▸ **WHAT YOU ARE ASKED TO DO**: Go through the data below and return each line where the string "records" occurs.

Collected data entries:
════
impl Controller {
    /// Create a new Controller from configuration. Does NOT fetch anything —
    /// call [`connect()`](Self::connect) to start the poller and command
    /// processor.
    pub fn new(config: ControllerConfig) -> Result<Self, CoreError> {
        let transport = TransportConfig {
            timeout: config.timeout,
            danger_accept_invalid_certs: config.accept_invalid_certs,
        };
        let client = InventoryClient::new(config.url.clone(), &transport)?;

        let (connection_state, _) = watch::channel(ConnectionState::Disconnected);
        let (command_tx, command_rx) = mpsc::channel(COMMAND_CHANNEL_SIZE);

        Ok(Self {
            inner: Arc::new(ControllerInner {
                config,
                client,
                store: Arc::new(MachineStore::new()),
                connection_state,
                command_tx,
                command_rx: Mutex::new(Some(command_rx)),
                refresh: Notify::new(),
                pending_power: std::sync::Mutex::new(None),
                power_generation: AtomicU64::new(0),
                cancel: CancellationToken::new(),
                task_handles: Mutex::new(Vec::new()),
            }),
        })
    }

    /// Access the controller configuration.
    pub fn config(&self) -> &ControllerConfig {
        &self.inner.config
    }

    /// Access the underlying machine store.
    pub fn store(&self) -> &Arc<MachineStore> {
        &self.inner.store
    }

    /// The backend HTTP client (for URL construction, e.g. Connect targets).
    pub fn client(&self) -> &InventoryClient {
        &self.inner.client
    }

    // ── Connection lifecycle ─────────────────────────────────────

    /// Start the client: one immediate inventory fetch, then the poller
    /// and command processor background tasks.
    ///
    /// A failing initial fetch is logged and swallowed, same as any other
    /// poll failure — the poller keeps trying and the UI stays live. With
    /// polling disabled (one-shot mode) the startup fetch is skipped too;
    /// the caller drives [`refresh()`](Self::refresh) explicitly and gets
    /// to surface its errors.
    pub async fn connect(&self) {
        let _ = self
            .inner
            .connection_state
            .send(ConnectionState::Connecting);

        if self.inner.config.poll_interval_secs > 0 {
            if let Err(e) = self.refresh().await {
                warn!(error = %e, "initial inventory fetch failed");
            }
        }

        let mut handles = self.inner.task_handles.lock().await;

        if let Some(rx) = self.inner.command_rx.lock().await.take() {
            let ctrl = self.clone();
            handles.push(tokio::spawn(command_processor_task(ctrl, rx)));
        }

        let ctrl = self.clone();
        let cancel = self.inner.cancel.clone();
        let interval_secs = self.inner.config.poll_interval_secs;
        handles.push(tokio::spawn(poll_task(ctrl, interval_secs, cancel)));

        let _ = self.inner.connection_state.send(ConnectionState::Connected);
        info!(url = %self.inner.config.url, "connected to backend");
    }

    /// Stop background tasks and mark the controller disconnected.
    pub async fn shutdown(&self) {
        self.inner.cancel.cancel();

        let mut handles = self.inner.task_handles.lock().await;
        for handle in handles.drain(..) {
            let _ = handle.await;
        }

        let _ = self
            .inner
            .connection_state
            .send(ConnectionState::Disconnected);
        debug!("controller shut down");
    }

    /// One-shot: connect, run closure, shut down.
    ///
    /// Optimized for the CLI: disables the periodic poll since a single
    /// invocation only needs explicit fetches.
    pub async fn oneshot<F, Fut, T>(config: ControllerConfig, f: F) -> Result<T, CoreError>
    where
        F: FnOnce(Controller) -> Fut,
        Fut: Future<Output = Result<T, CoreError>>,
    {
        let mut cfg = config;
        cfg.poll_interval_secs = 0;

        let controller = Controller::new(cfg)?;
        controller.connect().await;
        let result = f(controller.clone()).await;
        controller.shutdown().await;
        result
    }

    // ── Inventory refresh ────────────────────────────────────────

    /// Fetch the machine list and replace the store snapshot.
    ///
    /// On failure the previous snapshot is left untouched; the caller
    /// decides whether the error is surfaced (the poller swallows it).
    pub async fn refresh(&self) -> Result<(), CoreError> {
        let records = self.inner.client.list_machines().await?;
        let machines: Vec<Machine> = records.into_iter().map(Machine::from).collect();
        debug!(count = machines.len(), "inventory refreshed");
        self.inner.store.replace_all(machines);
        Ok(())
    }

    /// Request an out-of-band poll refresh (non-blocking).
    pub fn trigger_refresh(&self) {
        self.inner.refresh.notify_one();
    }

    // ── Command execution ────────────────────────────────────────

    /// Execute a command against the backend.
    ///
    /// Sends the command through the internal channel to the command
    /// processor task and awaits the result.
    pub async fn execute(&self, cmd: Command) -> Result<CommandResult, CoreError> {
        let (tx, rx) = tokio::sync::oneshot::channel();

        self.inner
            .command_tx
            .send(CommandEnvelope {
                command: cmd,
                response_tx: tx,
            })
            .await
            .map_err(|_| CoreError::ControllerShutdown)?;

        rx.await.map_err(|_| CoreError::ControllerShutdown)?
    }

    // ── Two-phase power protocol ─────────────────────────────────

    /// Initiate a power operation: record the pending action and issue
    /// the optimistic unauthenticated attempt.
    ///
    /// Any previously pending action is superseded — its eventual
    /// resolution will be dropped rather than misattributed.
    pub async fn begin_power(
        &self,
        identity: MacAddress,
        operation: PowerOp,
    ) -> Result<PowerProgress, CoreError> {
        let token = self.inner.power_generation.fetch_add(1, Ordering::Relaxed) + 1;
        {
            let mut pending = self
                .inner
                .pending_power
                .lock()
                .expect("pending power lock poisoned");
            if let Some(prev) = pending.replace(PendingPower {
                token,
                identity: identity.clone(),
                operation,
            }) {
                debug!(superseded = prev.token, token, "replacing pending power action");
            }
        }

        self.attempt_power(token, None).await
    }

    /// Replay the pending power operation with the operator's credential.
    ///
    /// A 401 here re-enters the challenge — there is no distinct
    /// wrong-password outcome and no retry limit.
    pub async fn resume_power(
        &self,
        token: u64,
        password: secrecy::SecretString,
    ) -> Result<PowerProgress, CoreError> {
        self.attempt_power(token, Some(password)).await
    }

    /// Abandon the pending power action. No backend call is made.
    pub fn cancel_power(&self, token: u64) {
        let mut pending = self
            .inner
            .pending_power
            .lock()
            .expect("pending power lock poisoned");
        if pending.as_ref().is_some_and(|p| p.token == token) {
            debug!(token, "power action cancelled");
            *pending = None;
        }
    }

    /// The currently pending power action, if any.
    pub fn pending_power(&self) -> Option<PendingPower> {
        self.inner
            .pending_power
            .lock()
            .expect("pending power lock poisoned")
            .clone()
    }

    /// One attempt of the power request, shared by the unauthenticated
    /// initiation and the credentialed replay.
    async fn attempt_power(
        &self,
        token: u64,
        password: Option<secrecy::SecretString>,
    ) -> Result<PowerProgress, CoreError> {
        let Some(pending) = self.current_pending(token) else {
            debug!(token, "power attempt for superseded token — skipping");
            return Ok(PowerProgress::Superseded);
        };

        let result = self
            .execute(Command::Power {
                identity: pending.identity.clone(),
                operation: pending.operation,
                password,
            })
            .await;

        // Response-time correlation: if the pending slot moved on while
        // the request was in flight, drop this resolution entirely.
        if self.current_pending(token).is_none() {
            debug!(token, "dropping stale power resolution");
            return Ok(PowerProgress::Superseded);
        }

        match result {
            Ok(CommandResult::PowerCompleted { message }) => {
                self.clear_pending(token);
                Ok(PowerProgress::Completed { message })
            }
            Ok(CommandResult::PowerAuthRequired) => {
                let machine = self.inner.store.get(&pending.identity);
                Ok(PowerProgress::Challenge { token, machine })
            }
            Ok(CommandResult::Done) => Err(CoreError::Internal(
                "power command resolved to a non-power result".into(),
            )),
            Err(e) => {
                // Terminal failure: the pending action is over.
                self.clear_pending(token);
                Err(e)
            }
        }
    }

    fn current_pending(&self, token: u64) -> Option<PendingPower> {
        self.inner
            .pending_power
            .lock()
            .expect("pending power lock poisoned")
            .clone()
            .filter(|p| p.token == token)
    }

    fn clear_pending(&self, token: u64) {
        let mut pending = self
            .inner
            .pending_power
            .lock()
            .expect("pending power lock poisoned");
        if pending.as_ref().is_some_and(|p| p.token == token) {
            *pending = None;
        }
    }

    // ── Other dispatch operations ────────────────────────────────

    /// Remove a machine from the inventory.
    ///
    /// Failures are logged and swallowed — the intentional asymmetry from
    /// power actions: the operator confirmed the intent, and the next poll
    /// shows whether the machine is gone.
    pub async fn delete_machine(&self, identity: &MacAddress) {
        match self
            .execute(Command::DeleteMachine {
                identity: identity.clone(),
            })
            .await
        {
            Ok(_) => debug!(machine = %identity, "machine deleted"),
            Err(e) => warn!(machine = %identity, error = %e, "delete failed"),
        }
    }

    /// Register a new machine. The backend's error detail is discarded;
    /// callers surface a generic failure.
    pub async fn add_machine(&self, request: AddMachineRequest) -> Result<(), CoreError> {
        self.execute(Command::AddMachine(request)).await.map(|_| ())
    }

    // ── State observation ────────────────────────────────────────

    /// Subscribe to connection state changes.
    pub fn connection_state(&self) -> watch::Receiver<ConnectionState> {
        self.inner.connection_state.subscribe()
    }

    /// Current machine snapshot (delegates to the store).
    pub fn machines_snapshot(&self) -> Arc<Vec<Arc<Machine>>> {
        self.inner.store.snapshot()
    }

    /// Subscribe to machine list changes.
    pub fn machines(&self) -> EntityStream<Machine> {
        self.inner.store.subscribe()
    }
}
════
▸ **EXPECTED OUTPUT**:
        let records = self.inner.client.list_machines().await?;
        let machines: Vec<Machine> = records.into_iter().map(Machine::from).collect();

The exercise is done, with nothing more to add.